Palestine bloodied

December 3, 2023

Despite opposition from orthodox Jewish factions, the Balfour Declaration granted legitimacy to the Zionist ideology, shaping the trajectory of Palestinian affairs with enduring effects

Palestine bloodied


efore diplomatic efforts halted the reign of terror unleashed by Israel on Palestinians (which began on October 7), each day had felt like an International Day of Solidarity with the Palestinian People. Massive gatherings from Istanbul to Jakarta and Africa to Latin America had vehemently protested Israeli brutality, often implicating the United States.

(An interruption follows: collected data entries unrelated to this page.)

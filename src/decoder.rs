// Copyright (c) 2025 Kevin Thomas
// Licensed under the MIT License. See LICENSE file in the project root for full license information.

//! Edge-timing decoder state machine.
//!
//! This module implements the complete decoder for NEC, AEHA and SONY
//! infrared protocols from raw receiver edge events.
//!
//! # State Machine
//!
//! ```text
//!          leader classified              tail silence
//! [Idle] ----------------------> [Receiving] ---------> [Received]
//!    ^                                |                      |
//!    |   mismatch / ambiguous bit     |                      |
//!    +--------------------------------+                      |
//!    |                frame consumed / watchdog reset        |
//!    +-------------------------------------------------------+
//! ```
//!
//! Leader detection runs inside `Idle`: the first falling edge starts the
//! elapsed clock, the following rising and falling edges measure the leader
//! mark and space, and the pair selects the protocol. Repeat markers jump
//! straight to `Received` with zero bits. During `Receiving` every bit cycle
//! is classified and appended, and the frame-tail timer is rearmed; the
//! timer firing is what ends the frame, since frame lengths vary by remote
//! model.
//!
//! # Failure Recovery
//!
//! Three independent mechanisms return the machine to `Idle` without any
//! outside help:
//!
//! - A leader or bit cycle that matches no tolerance band resets immediately
//! - The frame-tail timer closes frames whose transmitter went quiet
//! - The watchdog wipes any partial state that sits unchanged past its limit
//!   (missed edges can strand leader detection, which the tail timer cannot
//!   reach because it only arms during `Receiving`)

use embassy_time::Duration;

use crate::config::{
    AEHA_TAIL_TIMEOUT, MIN_LEADER_WIDTH, NEC_TAIL_TIMEOUT, SONY_TAIL_TIMEOUT, SONY_UNIT,
    WATCHDOG_LIMIT,
};
use crate::frame::{CapacityError, Frame};
use crate::protocol::{in_tolerance, Format};
use crate::time::{ElapsedClock, FrameTimer};

/// Decoder lifecycle state.
#[derive(Debug, Clone, Copy, PartialEq, Eq)]
#[cfg_attr(feature = "defmt", derive(defmt::Format))]
pub enum State {
    /// Waiting for a leader; the first edges of a candidate leader are
    /// tracked here until the pattern is classified.
    Idle,
    /// Leader recognized, data bits are being decoded.
    Receiving,
    /// A complete frame is frozen and waiting to be consumed.
    Received,
}

/// Edge timestamps of the frame in progress.
///
/// `c1`..`c3` bracket the leader (first falling, rising, second falling
/// edge); `d1`/`d2` bracket the current bit cycle. `None` means the edge
/// has not been seen yet.
#[derive(Debug, Clone, Copy)]
struct Timestamps {
    c1: Option<Duration>,
    c2: Option<Duration>,
    c3: Option<Duration>,
    d1: Option<Duration>,
    d2: Option<Duration>,
}

impl Timestamps {
    const fn new() -> Self {
        Self {
            c1: None,
            c2: None,
            c3: None,
            d1: None,
            d2: None,
        }
    }

    fn clear(&mut self) {
        *self = Self::new();
    }

    fn any_set(&self) -> bool {
        self.c1.is_some()
            || self.c2.is_some()
            || self.c3.is_some()
            || self.d1.is_some()
            || self.d2.is_some()
    }
}

/// Tunable decoder parameters.
///
/// The defaults suit standard remotes; [`Config::sony_tail_timeout`] exists
/// because SONY frame completion is purely silence-driven and some remote
/// models pause longer between bits.
#[derive(Debug, Clone, Copy)]
#[cfg_attr(feature = "defmt", derive(defmt::Format))]
pub struct Config {
    /// Silence after the last SONY bit that ends the frame.
    pub sony_tail_timeout: Duration,
    /// Watchdog ticks of continuous partial activity before a forced reset.
    pub watchdog_limit: u32,
}

impl Config {
    /// Creates the default configuration.
    pub const fn new() -> Self {
        Self {
            sony_tail_timeout: SONY_TAIL_TIMEOUT,
            watchdog_limit: WATCHDOG_LIMIT,
        }
    }
}

impl Default for Config {
    fn default() -> Self {
        Self::new()
    }
}

/// Infrared decoder state machine.
///
/// Owns the elapsed clock it measures edges against and the single-shot
/// timer it uses for frame-tail detection; both are injected so the machine
/// runs identically on hardware and under test.
///
/// `Decoder` itself is not interrupt-safe; wrap it in an
/// [`IrReceiver`](crate::IrReceiver) to share it between interrupt handlers
/// and application code.
pub struct Decoder<C: ElapsedClock, T: FrameTimer> {
    /// Monotonic clock, started by the first edge of a candidate leader.
    clock: C,
    /// Single-shot frame-tail timer, rearmed after every decoded bit.
    timer: T,
    /// Tunable parameters.
    config: Config,
    /// Current lifecycle state.
    state: State,
    /// Edge timestamps of the frame in progress.
    work: Timestamps,
    /// Frame being assembled, or the completed frame in `Received`.
    frame: Frame,
    /// Consecutive watchdog ticks spent with partial state present.
    stale_ticks: u32,
}

impl<C: ElapsedClock, T: FrameTimer> Decoder<C, T> {
    /// Creates an idle decoder with the default configuration.
    ///
    /// # Arguments
    ///
    /// * `clock` - Elapsed clock to timestamp edges with
    /// * `timer` - Single-shot timer for frame-tail detection
    pub const fn new(clock: C, timer: T) -> Self {
        Self::with_config(clock, timer, Config::new())
    }

    /// Creates an idle decoder with an explicit configuration.
    pub const fn with_config(clock: C, timer: T, config: Config) -> Self {
        Self {
            clock,
            timer,
            config,
            state: State::Idle,
            work: Timestamps::new(),
            frame: Frame::new(),
            stale_ticks: 0,
        }
    }

    /// Returns the current lifecycle state.
    pub fn state(&self) -> State {
        self.state
    }

    /// Copies the decoded frame out and rearms the decoder.
    ///
    /// On success the frame is consumed: the decoder performs a full reset
    /// and the next call returns `(Format::Unknown, 0)`. If `buf` cannot
    /// hold the decoded bits, nothing is touched and the call can be
    /// retried with a larger buffer.
    ///
    /// Callers normally wait for [`Decoder::state`] to report
    /// [`State::Received`] first; calling mid-reception drains the partial
    /// frame and restarts the decoder.
    ///
    /// # Arguments
    ///
    /// * `buf` - Destination for the packed frame bits, LSB first
    ///
    /// # Returns
    ///
    /// * `Ok((format, bit_count))` - Protocol and number of valid bits;
    ///   `buf[..bit_count.div_ceil(8)]` holds the data
    /// * `Err(CapacityError)` - `buf` holds fewer bits than the frame
    pub fn read_frame(&mut self, buf: &mut [u8]) -> Result<(Format, usize), CapacityError> {
        let bits = self.frame.bit_count();
        if buf.len() * 8 < bits {
            return Err(CapacityError {
                required_bits: bits,
            });
        }
        let format = self.frame.format();
        let bytes = self.frame.as_bytes();
        buf[..bytes.len()].copy_from_slice(bytes);
        self.reset();
        Ok((format, bits))
    }

    /// Processes a falling edge (carrier turning on).
    pub fn falling_edge(&mut self) {
        match self.state {
            State::Idle => {
                if self.work.c1.is_none() {
                    // First edge of a candidate leader opens the
                    // measurement window.
                    self.clock.start();
                    self.work.c1 = Some(self.clock.elapsed());
                } else {
                    self.work.c3 = Some(self.clock.elapsed());
                    self.classify_leader();
                }
            }
            State::Receiving => self.receive_falling(),
            State::Received => {}
        }
    }

    /// Processes a rising edge (carrier turning off).
    pub fn rising_edge(&mut self) {
        match self.state {
            State::Idle => self.classify_leader_mark(),
            State::Receiving => self.receive_rising(),
            State::Received => {}
        }
    }

    /// Processes a firing of the frame-tail timer.
    ///
    /// Ends the frame if one is being received; stale firings that arrive
    /// after the frame was consumed or reset are ignored.
    pub fn tail_timeout(&mut self) {
        if self.state != State::Receiving {
            return;
        }
        self.state = State::Received;
        self.work.clear();
        #[cfg(feature = "defmt")]
        defmt::trace!(
            "frame complete: {} ({} bits)",
            self.frame.format(),
            self.frame.bit_count()
        );
    }

    /// Processes one watchdog tick.
    ///
    /// Call on a fixed period
    /// ([`WATCHDOG_PERIOD`](crate::config::WATCHDOG_PERIOD)). Any partial
    /// state that survives more than [`Config::watchdog_limit`] consecutive
    /// ticks is wiped; this recovers from missed edges and electrical noise
    /// that strand leader detection, which the tail timer cannot reach
    /// because it only arms during [`State::Receiving`].
    pub fn watchdog_tick(&mut self) {
        if self.state != State::Idle || self.work.any_set() {
            self.stale_ticks += 1;
            if self.stale_ticks > self.config.watchdog_limit {
                #[cfg(feature = "defmt")]
                defmt::warn!("decoder stale in {}, forcing reset", self.state);
                self.reset();
                self.stale_ticks = 0;
            }
        } else {
            self.stale_ticks = 0;
        }
    }

    /// Full reset back to `Idle`: timestamps, frame, clock and any pending
    /// tail-timer firing.
    fn reset(&mut self) {
        self.state = State::Idle;
        self.work.clear();
        self.frame.clear();
        self.clock.stop();
        self.clock.reset();
        self.timer.cancel();
    }

    /// Classifies the leader mark on a rising edge in `Idle`.
    ///
    /// A mark of 4 SONY units is a complete SONY leader (SONY defines no
    /// leader space). Anything narrower than the minimum leader width is
    /// noise. Any other width may be an NEC or AEHA leader mark, so the
    /// timestamp is kept and classification waits for the closing falling
    /// edge.
    fn classify_leader_mark(&mut self) {
        let Some(c1) = self.work.c1 else {
            // Rising edge with no opening mark: stray transition.
            self.reset();
            return;
        };
        let c2 = self.clock.elapsed();
        self.work.c2 = Some(c2);
        let mark = c2 - c1;
        if in_tolerance(mark, SONY_UNIT * 4) {
            #[cfg(feature = "defmt")]
            defmt::trace!("leader classified: {}", Format::Sony);
            self.frame.begin(Format::Sony);
            self.state = State::Receiving;
        } else if mark < MIN_LEADER_WIDTH {
            self.reset();
        }
    }

    /// Classifies the full leader pattern on the second falling edge.
    fn classify_leader(&mut self) {
        let (Some(c1), Some(c2), Some(c3)) = (self.work.c1, self.work.c2, self.work.c3) else {
            // A leader needs all three edges; a missing rising edge means
            // the pattern cannot be measured.
            self.reset();
            return;
        };
        let mark = c2 - c1;
        let space = c3 - c2;
        match Format::from_leader(mark, space) {
            Some(format) if format.is_repeat() => {
                // Repeat markers carry no data bits; the frame is already
                // complete.
                #[cfg(feature = "defmt")]
                defmt::trace!("leader classified: {}", format);
                self.frame.begin(format);
                self.state = State::Received;
                self.work.clear();
            }
            Some(format) => {
                #[cfg(feature = "defmt")]
                defmt::trace!("leader classified: {}", format);
                self.frame.begin(format);
                self.state = State::Receiving;
            }
            None => {
                #[cfg(feature = "defmt")]
                defmt::trace!("leader mismatch, resetting");
                self.reset();
            }
        }
    }

    /// Falling edge during `Receiving`.
    ///
    /// For NEC and AEHA this closes a bit cycle (the space width carries
    /// the bit). For SONY it opens one (the mark width carries the bit).
    fn receive_falling(&mut self) {
        match self.frame.format() {
            Format::Nec | Format::Aeha => {
                let d2 = self.clock.elapsed();
                self.work.d2 = Some(d2);
                let Some(d1) = self.work.d1 else {
                    self.reset();
                    return;
                };
                self.store_bit(d2 - d1);
            }
            Format::Sony => self.work.d1 = Some(self.clock.elapsed()),
            _ => {}
        }
    }

    /// Rising edge during `Receiving`.
    fn receive_rising(&mut self) {
        match self.frame.format() {
            Format::Nec | Format::Aeha => self.work.d1 = Some(self.clock.elapsed()),
            Format::Sony => {
                let d2 = self.clock.elapsed();
                self.work.d2 = Some(d2);
                let Some(d1) = self.work.d1 else {
                    self.reset();
                    return;
                };
                self.store_bit(d2 - d1);
            }
            _ => {}
        }
    }

    /// Classifies one bit cycle, appends the bit and rearms the tail timer.
    ///
    /// A cycle outside both bit bands means edges were lost or mangled and
    /// the rest of the frame cannot be trusted; the frame is abandoned and
    /// the transmitter's usual repeats deliver a clean copy.
    fn store_bit(&mut self, cycle: Duration) {
        let format = self.frame.format();
        match format.classify_bit(cycle) {
            Some(bit) => {
                self.frame.push(bit);
                self.timer.schedule(self.tail_timeout_after(format));
            }
            None => self.reset(),
        }
    }

    /// Returns the tail silence that ends a frame of the given format.
    fn tail_timeout_after(&self, format: Format) -> Duration {
        match format {
            Format::Aeha => AEHA_TAIL_TIMEOUT,
            Format::Sony => self.config.sony_tail_timeout,
            _ => NEC_TAIL_TIMEOUT,
        }
    }
}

The sheer scale and frequency of these protests proved overwhelming, compelling many political entities to clarify their positions on the Israel-Palestine conflict. The demonstrations yielded three outcomes: a surge in pro-Palestine and anti-war sentiment; increased activism, particularly among trade unionists halting goods shipments to Israel; and a political movement challenging the West-led ‘rules-based international order.’ There were calls to indict Israeli leaders through the International Criminal Court.

The conflict, more ruthless than all recent wars including the 2003 US campaign in Iraq, was marked by a horrifying toll on the civilians, with over 5,800 children among the 14,000 murdered. Despite Israeli propaganda, global opinion has rejected the notion that this violence was justified. Images from Gaza have vividly portrayed the disproportionate and asymmetrical nature of Israel’s actions.

The surge in acts of conflict involving Israel has appeared to create a perceptible disconnect between Jews residing in Europe and America and the nation of Israel. Furthermore, the boycott of products associated with perceived support for Israel has witnessed heightened enforcement. This article aims to furnish a historical survey of the Zionist movement, tracing its origins, development and ultimate realisation in the establishment of the state of Israel. The primary objective is to present a nuanced perspective.

When repackaged as ideologies, religions tend to become rigid and exclusionary. Over the past 150 years, the reimagining of religion in the context of modernity has led to a literalist version that often manifests as xenophobia, particularly when intertwined with territorial nationalism. Notable examples of this transformation are Zionism and Hindutva.

Zionism, evolving into an ideology even before the conception of fascism, played a role in shaping the latter. While fascism’s replication of Zionism requires further research, it’s evident that Zionism preceded fascism. Hindutva, on the other hand, drew inspiration from fascism.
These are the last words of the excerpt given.